I need help about mcelog - Machine Check Exception
Thursday, 13. August 2009, 11:30:00
My system is Asus M51Sn notebook, which has Intel Core 2 Duo T5550 CPU, 3GB of RAM and GeForce 9500M GS videocard. It runs Gentoo Linux amd64 (x86_64).
Over time, I've noticed that a few Machine Check Exceptions have been recorded by the system. Unfortunately, I have no idea about what they mean, and about what caused them. What's more: they happen about every month or so, but I never notice any side-effect of them. This makes me more scared, because if I see something broken, I can fix it as soon as possible. However, if everything seems to go well, I'm never sure if there is something broken under the hood, and that will get worse as time goes on.

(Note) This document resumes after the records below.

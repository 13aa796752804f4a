use std::sync::Arc;

use formats::snapshot::Snapshot;
use foundation::handles::{Generation, GenerationCounter};
use foundation::time::IsoDate;
use tracing::{debug, warn};

use crate::backend::BackendError;
use crate::cache::{YearCache, YearEvent};
use crate::date_index::DateIndex;
use crate::request::{DateRequest, YearTicket};

/// What the selected date is currently showing. Exactly one holds at a time.
#[derive(Debug, Clone)]
pub enum SnapshotStatus {
    Loading,
    /// Served from the year cache without touching the network.
    Cached(Arc<Snapshot>),
    /// Served by a single-date fetch.
    Fetched(Arc<Snapshot>),
    Failed(String),
}

impl SnapshotStatus {
    pub fn snapshot(&self) -> Option<&Arc<Snapshot>> {
        match self {
            SnapshotStatus::Cached(snap) | SnapshotStatus::Fetched(snap) => Some(snap),
            SnapshotStatus::Loading | SnapshotStatus::Failed(_) => None,
        }
    }

    pub fn is_loading(&self) -> bool {
        matches!(self, SnapshotStatus::Loading)
    }

    pub fn error(&self) -> Option<&str> {
        match self {
            SnapshotStatus::Failed(msg) => Some(msg),
            _ => None,
        }
    }

    pub fn label(&self) -> &'static str {
        match self {
            SnapshotStatus::Loading => "loading",
            SnapshotStatus::Cached(_) => "cache",
            SnapshotStatus::Fetched(_) => "fetched",
            SnapshotStatus::Failed(_) => "error",
        }
    }
}

/// I/O the controller wants performed. The caller executes these and feeds
/// results back through `complete_date_fetch` / the cache.
#[derive(Debug)]
pub enum SnapshotEffect {
    /// Run the bulk fetch for a year and settle it on the shared cache.
    FetchYear(YearTicket),
    /// Fetch one date; report back with [`SnapshotController::complete_date_fetch`].
    FetchDate(DateRequest),
    /// The selected date moved. Overlays keyed to the old date are void.
    DateChanged { previous: IsoDate, current: IsoDate },
}

/// Resolves the selected date to a snapshot.
///
/// Resolution order for a date: year cache hit, else wait on an in-flight
/// bulk fetch for its year, else a single-date fetch. The controller does no
/// I/O itself; it returns [`SnapshotEffect`]s.
#[derive(Debug)]
pub struct SnapshotController {
    cache: Arc<YearCache>,
    index: DateIndex,
    selected: IsoDate,
    status: SnapshotStatus,
    generation: GenerationCounter,
    pending: Option<DateRequest>,
    revision: u64,
}

impl SnapshotController {
    pub fn new(cache: Arc<YearCache>, initial: IsoDate) -> Self {
        Self {
            cache,
            index: DateIndex::default(),
            selected: initial,
            status: SnapshotStatus::Loading,
            generation: GenerationCounter::new(),
            pending: None,
            revision: 0,
        }
    }

    pub fn selected_date(&self) -> IsoDate {
        self.selected
    }

    pub fn status(&self) -> &SnapshotStatus {
        &self.status
    }

    pub fn snapshot(&self) -> Option<&Arc<Snapshot>> {
        self.status.snapshot()
    }

    pub fn index(&self) -> &DateIndex {
        &self.index
    }

    pub fn generation(&self) -> Generation {
        self.generation.current()
    }

    pub fn pending_fetch(&self) -> Option<DateRequest> {
        self.pending
    }

    /// Bumped on every status change; lets a renderer skip unchanged states.
    pub fn revision(&self) -> u64 {
        self.revision
    }

    /// Resolves the initial date.
    pub fn start(&mut self) -> Vec<SnapshotEffect> {
        let mut effects = Vec::new();
        self.ensure_year(&mut effects);
        self.resolve(&mut effects);
        effects
    }

    /// Installs the date index once; later calls are ignored.
    ///
    /// Snaps the selected date onto the nearest indexed date when it has no
    /// data of its own.
    pub fn install_index(&mut self, index: DateIndex) -> Vec<SnapshotEffect> {
        if !self.index.is_empty() {
            debug!("date index already installed; ignoring reload");
            return Vec::new();
        }
        self.index = index;

        let Ok(nearest) = self.index.nearest_on_or_after(self.selected) else {
            warn!("date index is empty; selection stays unvalidated");
            return Vec::new();
        };
        if nearest != self.selected {
            return self.select(nearest);
        }

        let mut effects = Vec::new();
        self.ensure_year(&mut effects);
        effects
    }

    /// Moves the selection by whole days. No clamping to the index.
    pub fn shift_date(&mut self, delta_days: i64) -> Vec<SnapshotEffect> {
        if delta_days == 0 {
            return Vec::new();
        }
        match self.selected.shift_days(delta_days) {
            Some(next) => self.select(next),
            None => Vec::new(),
        }
    }

    /// Selects `iso` if it is a valid `YYYY-MM-DD` date; otherwise a no-op.
    pub fn set_date_from_iso(&mut self, iso: &str) -> Vec<SnapshotEffect> {
        match IsoDate::parse(iso) {
            Ok(date) => self.select(date),
            Err(err) => {
                debug!(error = %err, "ignoring date input");
                Vec::new()
            }
        }
    }

    /// Selects the `position`-th indexed date; out of range is a no-op.
    pub fn select_index(&mut self, position: usize) -> Vec<SnapshotEffect> {
        match self.index.get(position) {
            Some(date) => self.select(date),
            None => Vec::new(),
        }
    }

    /// Re-runs resolution for the current date. The cache is still consulted
    /// first.
    pub fn refetch(&mut self) -> Vec<SnapshotEffect> {
        let mut effects = Vec::new();
        self.resolve(&mut effects);
        effects
    }

    /// Applies a single-date result. Returns `false` when the result belongs
    /// to a superseded selection and was discarded.
    pub fn complete_date_fetch(
        &mut self,
        request: DateRequest,
        result: Result<Snapshot, BackendError>,
    ) -> bool {
        if self.pending != Some(request) {
            debug!(date = %request.date, "discarding stale snapshot result");
            return false;
        }
        self.pending = None;

        let status = match result {
            Ok(snap) => SnapshotStatus::Fetched(Arc::new(snap)),
            Err(err) => {
                warn!(date = %request.date, error = %err, "snapshot fetch failed");
                SnapshotStatus::Failed(err.to_string())
            }
        };
        self.set_status(status);
        true
    }

    /// Re-resolves when a bulk fetch this selection was waiting on settles.
    ///
    /// Never re-issues the bulk fetch itself, so a transient failure falls
    /// through to the single-date path instead of retrying in a loop.
    pub fn on_year_event(&mut self, event: YearEvent) -> Vec<SnapshotEffect> {
        let waiting = self.status.is_loading() && self.pending.is_none();
        if !waiting || event.year() != self.selected.year() {
            return Vec::new();
        }
        let mut effects = Vec::new();
        self.resolve(&mut effects);
        effects
    }

    fn select(&mut self, date: IsoDate) -> Vec<SnapshotEffect> {
        if date == self.selected {
            return Vec::new();
        }
        let previous = self.selected;
        self.selected = date;

        let mut effects = vec![SnapshotEffect::DateChanged {
            previous,
            current: date,
        }];
        self.ensure_year(&mut effects);
        self.resolve(&mut effects);
        effects
    }

    /// Claims the bulk fetch for the selected year when the index confirms
    /// the year exists.
    fn ensure_year(&self, effects: &mut Vec<SnapshotEffect>) {
        let year = self.selected.year();
        if !self.index.has_year(year) {
            return;
        }
        if let Some(ticket) = self.cache.begin_year_fetch(year) {
            effects.push(SnapshotEffect::FetchYear(ticket));
        }
    }

    fn resolve(&mut self, effects: &mut Vec<SnapshotEffect>) {
        let generation = self.generation.bump();
        self.pending = None;

        let date = self.selected;
        let year = date.year();

        if let Some(snap) = self.cache.get(year, date) {
            self.set_status(SnapshotStatus::Cached(snap));
            return;
        }

        self.set_status(SnapshotStatus::Loading);
        if self.cache.is_in_flight(year) {
            debug!(%date, "waiting on in-flight year fetch");
            return;
        }

        let request = DateRequest { date, generation };
        self.pending = Some(request);
        effects.push(SnapshotEffect::FetchDate(request));
    }

    fn set_status(&mut self, status: SnapshotStatus) {
        self.status = status;
        self.revision += 1;
    }
}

Here is the full /var/log/mcelog (you need to install app-admin/mcelog in order to log MCE to that file):
2009-06-05 03:10:15 BRT MCE 0 HARDWARE ERROR. This is *NOT* a software problem! Please contact your hardware vendor CPU 1 BANK 128 TSC 2d7ca16e5a7a STATUS 880901c0 MCGSTATUS 0 2009-06-22 03:10:10 BRT MCE 0 HARDWARE ERROR. This is *NOT* a software problem! Please contact your hardware vendor CPU 1 BANK 128 TSC 1d61709dba6e STATUS 880901c0 MCGSTATUS 0 2009-07-20 22:40:09 BRT MCE 0 HARDWARE ERROR. This is *NOT* a software problem! Please contact your hardware vendor CPU 1 BANK 128 TSC 1e03f8a51387 STATUS 880b0100 MCGSTATUS 0 2009-08-13 03:10:18 BRT MCE 0 HARDWARE ERROR. This is *NOT* a software problem! Please contact your hardware vendor CPU 1 BANK 128 TSC 2cc70c476bc5 STATUS 880c0100 MCGSTATUS 0
Note, however, that MCEs are logged via crontab that runs daily (I've just changed it to run hourly) and thus there might have been MCEs that weren't logged, and also the date/time that is written to the log is the time when the cronjob ran, and not exactly the time when the MCE happened.
The last MCE logged in /var/log/mcelog is from the last day. I can't know exactly when it happened, but I know that I've updated my Gentoo this night. I went to bed while leaving the notebook running python-updater, which in turn re-emerged (and, thus, re-compiled) lots of packages. I know the CPU usage when to maximum and the temperature got very hot, because the fan noise was pretty loud. Then, today I found this at dmesg:
[114637.131021] CPU1: Temperature/speed normal [114900.326042] Machine check events logged
So, my guess is that the Machine Check Exception I got was about CPU over-heating. I have no idea if this is true, this is just a guess.
By the way, my desktop machine (which is AMD 64 Sempron LE-1200) has no entries in /var/log/mcelog, so I assume there were no MCEs on my desktop (at least not yet).
If you have relevant info about MCE, please post below in the comments! I would like to know what causes MCEs on this machine, what effects MCE has on the whole system, and if possible how to avoid them.









anzah # 17. August 2009, 01:01
CrazyTerabyte # 17. August 2009, 01:23
anzah # 17. August 2009, 01:38
Mersenne Prime could be good for the CPU testing, it wasn't simplest one to get running though.
It should be possible to compute list of known primes to check if results keep coming correct. That should also heat the CPU.
If it's cause by overheating, some motherboards have option to raise an alarm when the heat goes up certain level. Most likely it's on by default. In that case you would have noticed if there was overheating problem.
I noticed that such feature existed with computer which had all fans except one in power supply removed.